Lalu, akankah kegiatan tersebut berani dilakukan lagi setelah ada jutaan penonton menyaksikan kejahatan mereka tersebut? Dalam kurun tiga tahun terakhir, kami sengaja melakukan beberapa kali "inspeksi mendadak" ke kawasan HBKB Jakarta dan kegiatan serupa tidak lagi ditemukan, termasuk dari Saksi Yehova yang biasanya rutin mendirikan stand di sana.

Hingga beberapa hari lalu kami mendapatkan informasi berupa dua gambar semacam flyer tentang kegiatan bertema serupa: nasionalisme, cinta Indonesia, ditambah kebudayaan dan kesenian yang diklaim untuk memperingati "Hari Tari Sedunia" dan akan dilakukan pada esok (28 April 2018) di kawasan Monumen Nasional.

Kami cukup familier dengan desain grafis dan kata-kata yang mereka gunakan untuk menarik massa untuk datang.

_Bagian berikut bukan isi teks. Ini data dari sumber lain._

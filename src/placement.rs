//! Initial follower placement
//!
//! Followers are scattered uniformly inside a sphere around the leader by
//! rejection sampling from the bounding cube.

use log::debug;

use crate::rng::SimRng;
use crate::types::*;
use crate::vector::Vector3;

/// Largest accepted spawn radius (meters)
pub const MAX_SPAWN_RADIUS: f64 = 1.0e6;

/// Sample `count` distinct points strictly inside a sphere of `radius`
/// centred on the origin.
pub fn scatter_in_sphere(rng: &mut SimRng, radius: f64, count: usize) -> Result<Vec<Vector3>> {
    if !radius.is_finite() || radius <= 0.0 {
        return Err(SwarmError::ConfigError("spawn radius must be positive"));
    }
    if radius > MAX_SPAWN_RADIUS {
        return Err(SwarmError::ConfigError("spawn radius too large"));
    }

    let mut points: Vec<Vector3> = Vec::with_capacity(count);
    let mut rejected = 0usize;
    while points.len() < count {
        let candidate = Vector3::new(
            rng.next_f64_range(-radius, radius),
            rng.next_f64_range(-radius, radius),
            rng.next_f64_range(-radius, radius),
        );
        if candidate.length() < radius && !points.contains(&candidate) {
            points.push(candidate);
        } else {
            rejected += 1;
        }
    }

    debug!(
        "placed {} followers within {} m ({} samples rejected)",
        count, radius, rejected
    );
    Ok(points)
}

/// Leader at the origin followed by `follower_count` scattered followers
pub fn initial_layout(seed: u64, radius: f64, follower_count: usize) -> Result<Vec<Vector3>> {
    let mut rng = SimRng::new(seed);
    let mut layout = Vec::with_capacity(follower_count + 1);
    layout.push(Vector3::ZERO);
    layout.extend(scatter_in_sphere(&mut rng, radius, follower_count)?);
    Ok(layout)
}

Biasanya akan diisi dengan kegiatan pasar rakyat, memecahkan rekor, pengobatan gratis serta berbagai iming-iming door prize dengan hadiah yang menarik bagi masyarakat kelas bawah pada umumnya.

Namun kali ini, kami juga melihat ada logo Pemerintah Provinsi DKI Jakarta lengkap dengan "Enjoy Jakarta". Meski terlihat janggal, kami pun melakukan klarifikasi pada nara sumber kami yang merupakan orang pemerintahan provinsi tentang kebenaran acara ini diselenggarakan oleh Pemda. Setelah beberapa waktu, rekan kami menjawab lewat pesan WhatApp, "Iya benar acara pemda" lengkap dengan pesan broadcast mengenai acara tersebut.

Meski begitu, kami berencana tetap melakukan liputan khusus ke lokasi pada Sabtu pagi esok. Apalagi ternyata sumber kami tersebut mengirimkan pesan klarifikasi pada hari ini (27/4) yang mempertegas dugaan bahwa kegiatan ini adalah salah satu upaya Kristenisasi terselubung.